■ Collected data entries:
════════

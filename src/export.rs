use chrono::NaiveDate;
use serde::{Deserialize, Serialize};
use std::{
    collections::HashSet,
    fs,
    path::{Path, PathBuf},
};
use tracing::info;

use crate::errors::{AppError, AppResult, BracketError, BracketResult};
use crate::progression::{decide, validate_score};
use crate::roster::Roster;
use crate::session::{BracketSession, SessionOptions};
use crate::types::*;

// ── Serialized records ─────────────────────────────────────────────────

#[derive(Debug, Clone, PartialEq, Serialize, Deserialize)]
pub struct MatchRecord {
    pub id: MatchId,
    pub p1: Option<ParticipantId>,
    pub p2: Option<ParticipantId>,
    pub score1: Option<f64>,
    pub score2: Option<f64>,
    pub winner: Option<ParticipantId>,
    pub loser: Option<ParticipantId>,
}

impl From<&Match> for MatchRecord {
    fn from(m: &Match) -> Self {
        MatchRecord {
            id: m.id,
            p1: m.p1(),
            p2: m.p2(),
            score1: m.scores[0],
            score2: m.scores[1],
            winner: m.winner(),
            loser: m.loser(),
        }
    }
}

#[derive(Debug, Clone, PartialEq, Serialize, Deserialize)]
#[serde(tag = "format")]
pub enum BracketRecord {
    #[serde(rename = "single", rename_all = "camelCase")]
    Single {
        entrants: Vec<Participant>,
        rounds: Vec<Vec<MatchRecord>>,
        #[serde(default)]
        third_place: Option<MatchRecord>,
    },
    #[serde(rename = "double", rename_all = "camelCase")]
    Double {
        entrants: Vec<Participant>,
        rounds_winners: Vec<Vec<MatchRecord>>,
        rounds_losers: Vec<Vec<MatchRecord>>,
    },
    #[serde(rename = "roundrobin", rename_all = "camelCase")]
    RoundRobin {
        entrants: Vec<Participant>,
        rounds: Vec<Vec<MatchRecord>>,
    },
}

/// Everything needed to restore a session: the roster in seed order and the
/// bracket with its match ids, scores and winners.
#[derive(Debug, Clone, PartialEq, Serialize, Deserialize)]
#[serde(rename_all = "camelCase")]
pub struct TournamentExport {
    #[serde(default = "default_competition_name")]
    pub competition_name: String,
    pub participants: Vec<Participant>,
    #[serde(default)]
    pub bracket: Option<BracketRecord>,
    #[serde(default = "default_true")]
    pub third_place_match: bool,
}

fn default_competition_name() -> String {
    DEFAULT_COMPETITION_NAME.to_string()
}

fn default_true() -> bool {
    true
}

// ── Bracket -> records ─────────────────────────────────────────────────

fn rounds_to_records(rounds: &[Round]) -> Vec<Vec<MatchRecord>> {
    rounds
        .iter()
        .map(|round| round.iter().map(MatchRecord::from).collect())
        .collect()
}

pub fn bracket_to_record(bracket: &Bracket) -> BracketRecord {
    let entrants = bracket.entrants.clone();
    match &bracket.kind {
        BracketKind::Single { rounds, third_place } => BracketRecord::Single {
            entrants,
            rounds: rounds_to_records(rounds),
            third_place: third_place.as_ref().map(MatchRecord::from),
        },
        BracketKind::Double { winners, losers } => BracketRecord::Double {
            entrants,
            rounds_winners: rounds_to_records(winners),
            rounds_losers: rounds_to_records(losers),
        },
        BracketKind::RoundRobin { rounds } => BracketRecord::RoundRobin {
            entrants,
            rounds: rounds_to_records(rounds),
        },
    }
}

pub fn export_session(session: &BracketSession, competition_name: &str) -> TournamentExport {
    TournamentExport {
        competition_name: competition_name.to_string(),
        participants: session.participants().to_vec(),
        bracket: session.bracket().map(bracket_to_record),
        third_place_match: session.options().third_place_match,
    }
}

// ── Records -> bracket ─────────────────────────────────────────────────

fn invalid(message: String) -> BracketError {
    BracketError::InvalidImport(message)
}

/// Checks participant references, match ids and result consistency while
/// rebuilding matches from records.
struct RecordResolver {
    entrant_ids: HashSet<ParticipantId>,
    seen_matches: HashSet<MatchId>,
}

impl RecordResolver {
    fn new(entrants: &[Participant]) -> BracketResult<Self> {
        let mut entrant_ids = HashSet::new();
        for entrant in entrants {
            if !entrant_ids.insert(entrant.id) {
                return Err(invalid(format!("duplicate entrant id {}", entrant.id)));
            }
        }
        Ok(RecordResolver {
            entrant_ids,
            seen_matches: HashSet::new(),
        })
    }

    fn participant(&self, match_id: MatchId, id: Option<ParticipantId>) -> BracketResult<Option<ParticipantId>> {
        match id {
            Some(id) if !self.entrant_ids.contains(&id) => {
                Err(invalid(format!("match {match_id} references unknown participant {id}")))
            }
            other => Ok(other),
        }
    }

    fn resolve(&mut self, record: &MatchRecord) -> BracketResult<Match> {
        if !self.seen_matches.insert(record.id) {
            return Err(invalid(format!("duplicate match id {}", record.id)));
        }
        let p1 = self.participant(record.id, record.p1)?;
        let p2 = self.participant(record.id, record.p2)?;
        if p1.is_some() && p1 == p2 {
            return Err(invalid(format!("match {} pairs a participant with itself", record.id)));
        }
        let scores = [validate_score(record.score1)?, validate_score(record.score2)?];

        let mut m = Match::empty(record.id);
        m.slots = [p1, p2];
        m.scores = scores;
        m.outcome = match (p1, p2) {
            (Some(only), None) | (None, Some(only)) => match record.winner {
                Some(winner) if winner == only => MatchOutcome::Bye { winner },
                None => MatchOutcome::Unset,
                Some(other) => {
                    return Err(invalid(format!(
                        "match {} names winner {other} who is not in the match",
                        record.id
                    )))
                }
            },
            _ => {
                decide(&mut m);
                m.outcome
            }
        };
        if m.winner() != record.winner || m.loser() != record.loser {
            return Err(invalid(format!(
                "match {} result does not agree with its scores and occupants",
                record.id
            )));
        }
        Ok(m)
    }

    fn resolve_rounds(&mut self, records: &[Vec<MatchRecord>]) -> BracketResult<Vec<Round>> {
        records
            .iter()
            .map(|round| round.iter().map(|record| self.resolve(record)).collect())
            .collect()
    }
}

/// Elimination rounds halve down to a single final.
fn check_elimination_shape(rounds: &[Round]) -> BracketResult<()> {
    let Some(first) = rounds.first() else {
        return Err(invalid("elimination bracket has no rounds".to_string()));
    };
    let mut expected = first.len();
    if !expected.is_power_of_two() {
        return Err(invalid(format!("first round has {expected} matches")));
    }
    for (idx, round) in rounds.iter().enumerate() {
        if round.len() != expected {
            return Err(invalid(format!(
                "round {idx} has {} matches, expected {expected}",
                round.len()
            )));
        }
        expected = (expected / 2).max(1);
    }
    if rounds.last().map(Vec::len) != Some(1) {
        return Err(invalid("elimination bracket does not end in a single final".to_string()));
    }
    Ok(())
}

pub fn record_to_bracket(record: &BracketRecord) -> BracketResult<Bracket> {
    let (entrants, kind) = match record {
        BracketRecord::Single { entrants, rounds, third_place } => {
            let mut resolver = RecordResolver::new(entrants)?;
            let rounds = resolver.resolve_rounds(rounds)?;
            check_elimination_shape(&rounds)?;
            let third_place = third_place.as_ref().map(|m| resolver.resolve(m)).transpose()?;
            (entrants, BracketKind::Single { rounds, third_place })
        }
        BracketRecord::Double {
            entrants,
            rounds_winners,
            rounds_losers,
        } => {
            let mut resolver = RecordResolver::new(entrants)?;
            let winners = resolver.resolve_rounds(rounds_winners)?;
            check_elimination_shape(&winners)?;
            let losers = resolver.resolve_rounds(rounds_losers)?;
            (entrants, BracketKind::Double { winners, losers })
        }
        BracketRecord::RoundRobin { entrants, rounds } => {
            let mut resolver = RecordResolver::new(entrants)?;
            let rounds = resolver.resolve_rounds(rounds)?;
            (entrants, BracketKind::RoundRobin { rounds })
        }
    };
    if entrants.len() < MIN_ROSTER_SIZE {
        return Err(invalid(format!("bracket has {} entrants", entrants.len())));
    }
    Ok(Bracket {
        entrants: entrants.clone(),
        kind,
    })
}

/// Rebuilds a session from an export. Nothing is returned unless the whole
/// payload validates.
pub fn import_session(export: &TournamentExport) -> BracketResult<BracketSession> {
    let bracket = export.bracket.as_ref().map(record_to_bracket).transpose()?;
    let entrant_ids = bracket.iter().flat_map(|b| b.entrants.iter().map(|e| e.id));
    let roster = Roster::from_participants(export.participants.clone(), entrant_ids)?;
    let options = SessionOptions {
        third_place_match: export.third_place_match,
    };
    info!(
        participants = roster.len(),
        format = ?bracket.as_ref().map(Bracket::format),
        "imported session"
    );
    BracketSession::restore(roster, bracket, options)
}

// ── Files ──────────────────────────────────────────────────────────────

pub fn export_file_name(date: NaiveDate) -> String {
    format!("octomatch_data_{}.json", date.format("%Y-%m-%d"))
}

pub fn to_json(export: &TournamentExport) -> AppResult<String> {
    serde_json::to_string_pretty(export).map_err(|e| AppError::json("serialize export", e))
}

pub fn from_json(data: &str) -> AppResult<TournamentExport> {
    serde_json::from_str(data).map_err(|e| AppError::json("parse export", e))
}

pub fn write_export(dir: &Path, export: &TournamentExport, date: NaiveDate) -> AppResult<PathBuf> {
    fs::create_dir_all(dir).map_err(|e| AppError::io(format!("create {}", dir.display()), e))?;
    let path = dir.join(export_file_name(date));
    let payload = to_json(export)?;
    fs::write(&path, payload).map_err(|e| AppError::io(format!("write export {}", path.display()), e))?;
    info!(path = %path.display(), "wrote export");
    Ok(path)
}

pub fn read_export(path: &Path) -> AppResult<TournamentExport> {
    let data =
        fs::read_to_string(path).map_err(|e| AppError::io(format!("read export {}", path.display()), e))?;
    from_json(&data)
}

════════

Whenever the string "other" shows up in a line above, copy that line.

■ Task solution:
            other => Ok(other),
                Some(other) => {
                        "match {} names winner {other} who is not in the match",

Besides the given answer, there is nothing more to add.